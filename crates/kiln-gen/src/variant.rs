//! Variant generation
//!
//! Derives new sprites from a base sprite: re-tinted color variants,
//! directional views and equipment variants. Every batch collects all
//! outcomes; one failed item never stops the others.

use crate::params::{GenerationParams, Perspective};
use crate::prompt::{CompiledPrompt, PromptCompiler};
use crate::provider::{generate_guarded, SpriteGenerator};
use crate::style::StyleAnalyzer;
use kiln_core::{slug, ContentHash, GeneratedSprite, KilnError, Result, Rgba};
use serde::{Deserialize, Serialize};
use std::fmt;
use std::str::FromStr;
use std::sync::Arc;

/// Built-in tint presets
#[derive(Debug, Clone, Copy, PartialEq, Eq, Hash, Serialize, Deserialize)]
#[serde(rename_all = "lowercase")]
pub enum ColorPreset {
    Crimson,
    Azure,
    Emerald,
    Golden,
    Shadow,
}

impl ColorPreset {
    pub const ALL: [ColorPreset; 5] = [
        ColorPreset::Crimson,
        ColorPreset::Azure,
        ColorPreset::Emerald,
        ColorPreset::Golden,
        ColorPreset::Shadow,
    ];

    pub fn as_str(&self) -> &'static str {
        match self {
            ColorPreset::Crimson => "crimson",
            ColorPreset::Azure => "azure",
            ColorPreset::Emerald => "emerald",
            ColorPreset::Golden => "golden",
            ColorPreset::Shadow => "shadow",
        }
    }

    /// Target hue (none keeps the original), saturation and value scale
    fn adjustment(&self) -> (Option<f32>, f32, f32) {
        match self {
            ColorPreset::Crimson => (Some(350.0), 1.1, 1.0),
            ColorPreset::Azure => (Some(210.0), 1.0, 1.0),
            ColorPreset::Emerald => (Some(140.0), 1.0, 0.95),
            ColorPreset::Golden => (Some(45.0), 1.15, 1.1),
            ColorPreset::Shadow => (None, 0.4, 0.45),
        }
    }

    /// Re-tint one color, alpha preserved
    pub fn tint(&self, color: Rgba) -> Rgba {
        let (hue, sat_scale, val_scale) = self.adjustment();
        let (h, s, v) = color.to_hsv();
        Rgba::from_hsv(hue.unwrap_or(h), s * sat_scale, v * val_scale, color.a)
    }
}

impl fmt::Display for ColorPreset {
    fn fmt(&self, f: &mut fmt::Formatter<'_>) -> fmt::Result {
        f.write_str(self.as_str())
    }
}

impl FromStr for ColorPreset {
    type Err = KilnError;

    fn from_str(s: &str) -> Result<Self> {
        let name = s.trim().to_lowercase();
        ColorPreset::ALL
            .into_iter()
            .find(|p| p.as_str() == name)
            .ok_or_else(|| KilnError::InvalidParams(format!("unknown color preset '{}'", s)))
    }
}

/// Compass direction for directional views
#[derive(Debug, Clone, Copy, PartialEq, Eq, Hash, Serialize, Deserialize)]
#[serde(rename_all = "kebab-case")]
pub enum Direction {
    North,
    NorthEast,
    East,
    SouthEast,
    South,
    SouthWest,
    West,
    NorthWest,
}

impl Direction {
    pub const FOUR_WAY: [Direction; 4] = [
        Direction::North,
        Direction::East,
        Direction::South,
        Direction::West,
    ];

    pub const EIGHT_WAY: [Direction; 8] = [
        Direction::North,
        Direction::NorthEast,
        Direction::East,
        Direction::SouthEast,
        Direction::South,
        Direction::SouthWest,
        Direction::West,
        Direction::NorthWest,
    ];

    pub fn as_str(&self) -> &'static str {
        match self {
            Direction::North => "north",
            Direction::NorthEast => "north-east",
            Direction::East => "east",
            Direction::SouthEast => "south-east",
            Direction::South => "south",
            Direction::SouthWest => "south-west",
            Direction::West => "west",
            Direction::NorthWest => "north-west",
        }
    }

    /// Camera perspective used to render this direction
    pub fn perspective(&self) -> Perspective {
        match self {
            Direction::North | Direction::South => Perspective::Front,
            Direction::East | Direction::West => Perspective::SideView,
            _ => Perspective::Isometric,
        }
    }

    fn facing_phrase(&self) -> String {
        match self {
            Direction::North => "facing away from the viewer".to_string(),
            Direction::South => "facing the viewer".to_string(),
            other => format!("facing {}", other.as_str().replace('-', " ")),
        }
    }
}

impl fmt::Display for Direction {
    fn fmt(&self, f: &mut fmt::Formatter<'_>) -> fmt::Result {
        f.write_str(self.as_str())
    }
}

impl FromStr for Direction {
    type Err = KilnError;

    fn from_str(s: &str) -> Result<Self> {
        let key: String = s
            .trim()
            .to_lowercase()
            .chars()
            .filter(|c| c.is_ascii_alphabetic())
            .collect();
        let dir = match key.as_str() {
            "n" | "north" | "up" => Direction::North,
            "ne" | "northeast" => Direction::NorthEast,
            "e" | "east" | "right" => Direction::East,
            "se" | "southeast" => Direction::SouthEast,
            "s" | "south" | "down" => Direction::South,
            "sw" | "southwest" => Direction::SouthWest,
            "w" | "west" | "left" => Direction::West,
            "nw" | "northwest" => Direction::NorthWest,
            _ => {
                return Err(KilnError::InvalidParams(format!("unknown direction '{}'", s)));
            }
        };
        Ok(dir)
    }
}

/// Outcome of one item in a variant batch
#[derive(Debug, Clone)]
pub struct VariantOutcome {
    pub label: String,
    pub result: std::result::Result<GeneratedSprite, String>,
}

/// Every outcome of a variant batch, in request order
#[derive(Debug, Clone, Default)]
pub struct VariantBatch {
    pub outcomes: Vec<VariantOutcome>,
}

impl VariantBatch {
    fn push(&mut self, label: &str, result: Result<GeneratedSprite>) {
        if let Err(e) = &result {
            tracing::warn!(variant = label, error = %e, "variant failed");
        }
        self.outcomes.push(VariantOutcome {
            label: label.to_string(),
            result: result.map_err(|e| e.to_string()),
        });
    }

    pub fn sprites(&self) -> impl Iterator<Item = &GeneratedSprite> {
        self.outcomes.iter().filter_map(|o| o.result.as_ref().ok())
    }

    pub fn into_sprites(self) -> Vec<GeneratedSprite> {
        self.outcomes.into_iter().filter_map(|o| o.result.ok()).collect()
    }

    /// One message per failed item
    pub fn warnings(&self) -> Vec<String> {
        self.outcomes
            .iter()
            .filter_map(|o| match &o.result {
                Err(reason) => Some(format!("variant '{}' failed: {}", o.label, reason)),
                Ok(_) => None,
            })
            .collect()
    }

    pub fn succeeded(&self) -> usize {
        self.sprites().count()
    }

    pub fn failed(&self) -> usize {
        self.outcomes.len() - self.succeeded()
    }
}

● ● ● ● ●

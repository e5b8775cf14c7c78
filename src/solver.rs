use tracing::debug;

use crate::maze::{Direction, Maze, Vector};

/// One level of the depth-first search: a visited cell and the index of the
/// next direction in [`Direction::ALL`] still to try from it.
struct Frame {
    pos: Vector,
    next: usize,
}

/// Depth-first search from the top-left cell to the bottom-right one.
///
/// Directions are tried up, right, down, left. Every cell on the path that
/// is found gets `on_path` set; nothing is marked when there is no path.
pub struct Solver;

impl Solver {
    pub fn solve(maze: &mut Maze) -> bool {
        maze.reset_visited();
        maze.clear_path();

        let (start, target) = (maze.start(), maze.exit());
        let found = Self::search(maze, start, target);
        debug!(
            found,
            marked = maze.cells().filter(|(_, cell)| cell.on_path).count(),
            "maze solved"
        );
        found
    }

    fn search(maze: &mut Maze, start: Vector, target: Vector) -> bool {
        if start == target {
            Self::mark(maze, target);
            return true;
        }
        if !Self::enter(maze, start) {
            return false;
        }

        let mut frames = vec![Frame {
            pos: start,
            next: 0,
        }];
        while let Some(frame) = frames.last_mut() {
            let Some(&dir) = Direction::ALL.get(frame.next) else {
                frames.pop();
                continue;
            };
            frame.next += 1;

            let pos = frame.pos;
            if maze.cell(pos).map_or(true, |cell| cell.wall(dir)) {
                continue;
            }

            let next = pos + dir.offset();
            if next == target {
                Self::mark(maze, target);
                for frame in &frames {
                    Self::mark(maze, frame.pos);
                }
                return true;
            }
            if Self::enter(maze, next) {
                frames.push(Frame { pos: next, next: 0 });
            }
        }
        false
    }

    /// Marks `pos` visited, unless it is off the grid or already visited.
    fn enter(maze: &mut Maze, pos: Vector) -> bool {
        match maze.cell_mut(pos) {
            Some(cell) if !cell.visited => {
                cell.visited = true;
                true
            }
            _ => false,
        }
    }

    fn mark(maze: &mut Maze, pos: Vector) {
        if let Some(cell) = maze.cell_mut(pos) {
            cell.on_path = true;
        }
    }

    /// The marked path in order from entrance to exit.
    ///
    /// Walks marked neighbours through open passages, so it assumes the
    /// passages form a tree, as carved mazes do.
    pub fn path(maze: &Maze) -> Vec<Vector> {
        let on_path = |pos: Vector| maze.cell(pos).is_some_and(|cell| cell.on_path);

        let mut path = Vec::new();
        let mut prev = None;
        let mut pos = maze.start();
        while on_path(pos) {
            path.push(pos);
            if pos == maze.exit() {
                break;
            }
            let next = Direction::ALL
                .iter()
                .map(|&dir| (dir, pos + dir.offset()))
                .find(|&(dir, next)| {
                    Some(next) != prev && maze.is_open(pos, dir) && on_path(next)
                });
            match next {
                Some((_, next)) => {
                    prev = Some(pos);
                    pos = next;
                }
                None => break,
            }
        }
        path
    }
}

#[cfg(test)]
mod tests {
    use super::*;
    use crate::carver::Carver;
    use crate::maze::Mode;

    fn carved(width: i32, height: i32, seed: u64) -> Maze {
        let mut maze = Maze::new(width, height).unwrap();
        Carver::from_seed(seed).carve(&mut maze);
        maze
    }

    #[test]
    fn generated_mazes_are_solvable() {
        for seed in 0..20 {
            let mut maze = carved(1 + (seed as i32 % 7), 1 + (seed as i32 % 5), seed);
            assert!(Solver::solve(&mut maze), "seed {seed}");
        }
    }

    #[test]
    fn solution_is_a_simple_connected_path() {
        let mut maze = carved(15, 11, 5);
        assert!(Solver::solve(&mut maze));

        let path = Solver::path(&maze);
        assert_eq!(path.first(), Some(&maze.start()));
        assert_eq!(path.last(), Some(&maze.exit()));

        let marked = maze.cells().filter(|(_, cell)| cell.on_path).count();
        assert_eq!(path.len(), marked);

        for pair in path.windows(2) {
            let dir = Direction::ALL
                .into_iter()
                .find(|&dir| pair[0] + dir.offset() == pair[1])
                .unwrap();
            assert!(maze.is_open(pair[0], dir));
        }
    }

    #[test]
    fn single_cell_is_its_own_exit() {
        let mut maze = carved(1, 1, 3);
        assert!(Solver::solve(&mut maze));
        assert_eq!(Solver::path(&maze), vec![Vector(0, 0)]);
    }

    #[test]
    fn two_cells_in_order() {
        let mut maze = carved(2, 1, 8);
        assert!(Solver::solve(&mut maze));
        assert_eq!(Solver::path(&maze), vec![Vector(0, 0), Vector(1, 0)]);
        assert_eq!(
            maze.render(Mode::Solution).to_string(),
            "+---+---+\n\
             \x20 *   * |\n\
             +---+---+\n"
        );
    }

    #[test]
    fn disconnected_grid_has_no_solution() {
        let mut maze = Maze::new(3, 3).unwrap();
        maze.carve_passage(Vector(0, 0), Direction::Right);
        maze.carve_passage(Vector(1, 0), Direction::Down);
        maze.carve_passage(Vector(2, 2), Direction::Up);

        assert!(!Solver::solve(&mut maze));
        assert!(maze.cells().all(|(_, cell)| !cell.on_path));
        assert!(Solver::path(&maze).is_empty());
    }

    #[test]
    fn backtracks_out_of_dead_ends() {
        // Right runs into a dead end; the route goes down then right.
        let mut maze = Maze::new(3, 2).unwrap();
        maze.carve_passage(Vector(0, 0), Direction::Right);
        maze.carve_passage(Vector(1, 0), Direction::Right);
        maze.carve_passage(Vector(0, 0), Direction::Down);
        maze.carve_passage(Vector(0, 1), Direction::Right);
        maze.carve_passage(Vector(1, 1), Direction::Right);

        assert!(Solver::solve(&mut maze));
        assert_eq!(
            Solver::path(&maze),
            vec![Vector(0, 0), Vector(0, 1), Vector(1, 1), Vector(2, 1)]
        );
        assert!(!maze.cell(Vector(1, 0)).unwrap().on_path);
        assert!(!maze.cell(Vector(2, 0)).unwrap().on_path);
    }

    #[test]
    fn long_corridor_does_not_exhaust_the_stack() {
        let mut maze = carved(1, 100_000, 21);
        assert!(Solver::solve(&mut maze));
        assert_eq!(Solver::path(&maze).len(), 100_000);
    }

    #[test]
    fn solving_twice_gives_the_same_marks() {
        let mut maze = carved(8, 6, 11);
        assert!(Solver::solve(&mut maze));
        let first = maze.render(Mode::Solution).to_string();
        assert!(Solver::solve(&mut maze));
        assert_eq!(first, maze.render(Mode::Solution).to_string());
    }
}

● ● ● ● ●

▶ [What to work on]:
If a line in the listing holds the word "frames", copy it out.

▶ [Response area]:
        let mut frames = vec![Frame {
        while let Some(frame) = frames.last_mut() {
                frames.pop();
                for frame in &frames {
                frames.push(Frame { pos: next, next: 0 });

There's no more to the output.